WHAT YOU WILL DO: Write out exactly what each line says, starting with the first line below and ending on the one with "listing call fails.".

RECORDS:
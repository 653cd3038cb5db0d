//! Request-scoped data model for the audit.
//!
//! Every value here is built fresh for one audit run and discarded once the
//! report has been returned.

use schemars::JsonSchema;
use serde::{Deserialize, Serialize};

/// Message returned when the listing call finds nothing to audit.
pub const NO_SPREADSHEETS_MESSAGE: &str = "No spreadsheets found.";

/// Report-level error when the initial listing call fails.
pub const LISTING_FAILED_MESSAGE: &str = "Failed to list spreadsheets";

/// Record-level error when the structural path of one spreadsheet fails.
pub const RECORD_FAILED_MESSAGE: &str = "Failed to process this spreadsheet";

/// Owner of a file as reported by the listing call.
#[derive(Debug, Clone, Default, PartialEq, Eq, Serialize, Deserialize, JsonSchema)]
#[serde(rename_all = "camelCase")]
pub struct OwnerRef {
    #[serde(default)]
    pub display_name: String,
    #[serde(default)]
    pub email_address: String,
}

/// One spreadsheet as returned by the listing call.
#[derive(Debug, Clone, PartialEq, Eq, Serialize, Deserialize, JsonSchema)]
#[serde(rename_all = "camelCase")]
pub struct SpreadsheetSummary {
    pub id: String,
    pub name: String,
    #[serde(default)]
    pub shared: bool,
    #[serde(default)]
    pub owners: Vec<OwnerRef>,
}

impl SpreadsheetSummary {
    /// Owner emails joined with `", "`. An owner without an address keeps an
    /// empty slot so the owner count stays visible.
    pub fn joined_owner_emails(&self) -> String {
        self.owners
            .iter()
            .map(|owner| owner.email_address.as_str())
            .collect::<Vec<_>>()
            .join(", ")
    }
}

/// One page of the spreadsheet listing.
#[derive(Debug, Clone, Default, PartialEq, Eq)]
pub struct SpreadsheetPage {
    pub files: Vec<SpreadsheetSummary>,
    pub next_page_token: Option<String>,
}

/// A child document (script project) attached to a spreadsheet.
#[derive(Debug, Clone, PartialEq, Eq, Serialize, Deserialize, JsonSchema)]
pub struct ChildDocument {
    pub id: String,
    pub name: String,
}

/// A tab inside a spreadsheet.
#[derive(Debug, Clone, Default, PartialEq, Eq, Serialize, Deserialize, JsonSchema)]
#[serde(rename_all = "camelCase")]
pub struct SheetTab {
    pub title: String,
    pub sheet_id: i64,
    pub index: i64,
    pub row_count: i64,
    pub column_count: i64,
}

/// Structure of one tab, optionally with the formula source of every cell.
///
/// `formulas` is empty unless grid data was requested. Each inner vector is a
/// row; `None` marks a cell without a formula.
#[derive(Debug, Clone, Default, PartialEq, Eq)]
pub struct TabStructure {
    pub tab: SheetTab,
    pub formulas: Vec<Vec<Option<String>>>,
}

impl TabStructure {
    pub fn new(tab: SheetTab) -> Self {
        Self {
            tab,
            formulas: Vec::new(),
        }
    }

    #[must_use]
    pub fn with_formulas(mut self, formulas: Vec<Vec<Option<String>>>) -> Self {
        self.formulas = formulas;
        self
    }
}

/// Rendered values of a tab, row by row.
pub type ValueGrid = Vec<Vec<serde_json::Value>>;

/// Principal kind of a permission grant.
#[derive(Debug, Clone, Copy, PartialEq, Eq, Serialize, Deserialize, JsonSchema)]
#[serde(rename_all = "lowercase")]
pub enum PermissionType {
    User,
    Group,
    Domain,
    Anyone,
}

/// Role granted by a permission.
///
/// Shared-drive roles are accepted so a listing never fails to decode, but
/// they are neither owners nor viewers for the report.
#[derive(Debug, Clone, Copy, PartialEq, Eq, Serialize, Deserialize, JsonSchema)]
#[serde(rename_all = "camelCase")]
pub enum PermissionRole {
    Owner,
    Organizer,
    FileOrganizer,
    Writer,
    Commenter,
    Reader,
}

/// An access-control grant on a file.
#[derive(Debug, Clone, PartialEq, Eq, Serialize, Deserialize, JsonSchema)]
#[serde(rename_all = "camelCase")]
pub struct PermissionEntry {
    pub id: String,
    #[serde(rename = "type")]
    pub type_: PermissionType,
    pub role: PermissionRole,
    #[serde(default, skip_serializing_if = "Option::is_none")]
    pub email_address: Option<String>,
    #[serde(default, skip_serializing_if = "Option::is_none")]
    pub allow_file_discovery: Option<bool>,
}

impl PermissionEntry {
    /// Email of the grantee, if the provider disclosed a non-empty one.
    pub fn known_email(&self) -> Option<&str> {
        self.email_address
            .as_deref()
            .filter(|email| !email.trim().is_empty())
    }

    /// True for an `anyone` grant that is discoverable by search.
    pub fn is_public_discoverable(&self) -> bool {
        self.type_ == PermissionType::Anyone && self.allow_file_discovery == Some(true)
    }
}

/// A formula that pulls data from another spreadsheet.
#[derive(Debug, Clone, PartialEq, Eq, Serialize, Deserialize, JsonSchema)]
#[serde(rename_all = "camelCase")]
pub struct ExternalConnection {
    pub sheet_title: String,
    pub formula: String,
}

/// Successful enrichment of one spreadsheet.
#[derive(Debug, Clone, PartialEq, Eq, Serialize, Deserialize, JsonSchema)]
#[serde(rename_all = "camelCase")]
pub struct AuditedSpreadsheet {
    pub name: String,
    pub id: String,
    pub sheet_count: usize,
    pub shared: bool,
    pub owners: String,
    pub appscript_present: bool,
    pub blank_sheets: Vec<String>,
    pub owner_emails: Vec<String>,
    pub viewer_emails: Vec<String>,
    pub public_view_allowed: bool,
    pub external_connections: Vec<ExternalConnection>,
}

/// Degraded record for a spreadsheet whose structural path failed.
#[derive(Debug, Clone, PartialEq, Eq, Serialize, Deserialize, JsonSchema)]
pub struct FailedSpreadsheet {
    pub name: String,
    pub id: String,
    pub error: String,
}

/// Outcome for one spreadsheet. Exactly one variant is ever present.
#[derive(Debug, Clone, PartialEq, Eq, Serialize, Deserialize, JsonSchema)]
#[serde(untagged)]
pub enum EnrichedSpreadsheetRecord {
    Audited(AuditedSpreadsheet),
    Failed(FailedSpreadsheet),
}

impl EnrichedSpreadsheetRecord {
    pub(crate) fn failed(summary: &SpreadsheetSummary) -> Self {
        Self::Failed(FailedSpreadsheet {
            name: summary.name.clone(),
            id: summary.id.clone(),
            error: RECORD_FAILED_MESSAGE.to_string(),
        })
    }

    pub fn id(&self) -> &str {
        match self {
            Self::Audited(record) => &record.id,
            Self::Failed(record) => &record.id,
        }
    }

    pub fn name(&self) -> &str {
        match self {
            Self::Audited(record) => &record.name,
            Self::Failed(record) => &record.name,
        }
    }

    pub fn is_failed(&self) -> bool {
        matches!(self, Self::Failed(_))
    }
}

/// The audit result returned to callers.
#[derive(Debug, Clone, PartialEq, Eq, Serialize, Deserialize, JsonSchema)]
#[serde(untagged)]
pub enum AuditReport {
    /// One record per listed spreadsheet, in listing order.
    Spreadsheets {
        spreadsheets: Vec<EnrichedSpreadsheetRecord>,
    },
    /// The listing succeeded but returned nothing.
    Empty { message: String },
    /// The listing itself failed.
    Failed { error: String },
}

impl AuditReport {
    pub fn empty() -> Self {
        Self::Empty {
            message: NO_SPREADSHEETS_MESSAGE.to_string(),
        }
    }

    pub fn listing_failed() -> Self {
        Self::Failed {
            error: LISTING_FAILED_MESSAGE.to_string(),
        }
    }

    /// True only for the report-level listing failure.
    pub fn is_failure(&self) -> bool {
        matches!(self, Self::Failed { .. })
    }

    /// Records of the report; empty for the message and failure shapes.
    pub fn records(&self) -> &[EnrichedSpreadsheetRecord] {
        match self {
            Self::Spreadsheets { spreadsheets } => spreadsheets,
            Self::Empty { .. } | Self::Failed { .. } => &[],
        }
    }
}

RESPONSE:
repository 653cd3038cb5db0d
//! Request-scoped data model for the audit.
//!
//! Every value here is built fresh for one audit run and discarded once the
//! report has been returned.

use schemars::JsonSchema;
use serde::{Deserialize, Serialize};

/// Message returned when the listing call finds nothing to audit.
pub const NO_SPREADSHEETS_MESSAGE: &str = "No spreadsheets found.";

/// Report-level error when the initial listing call fails.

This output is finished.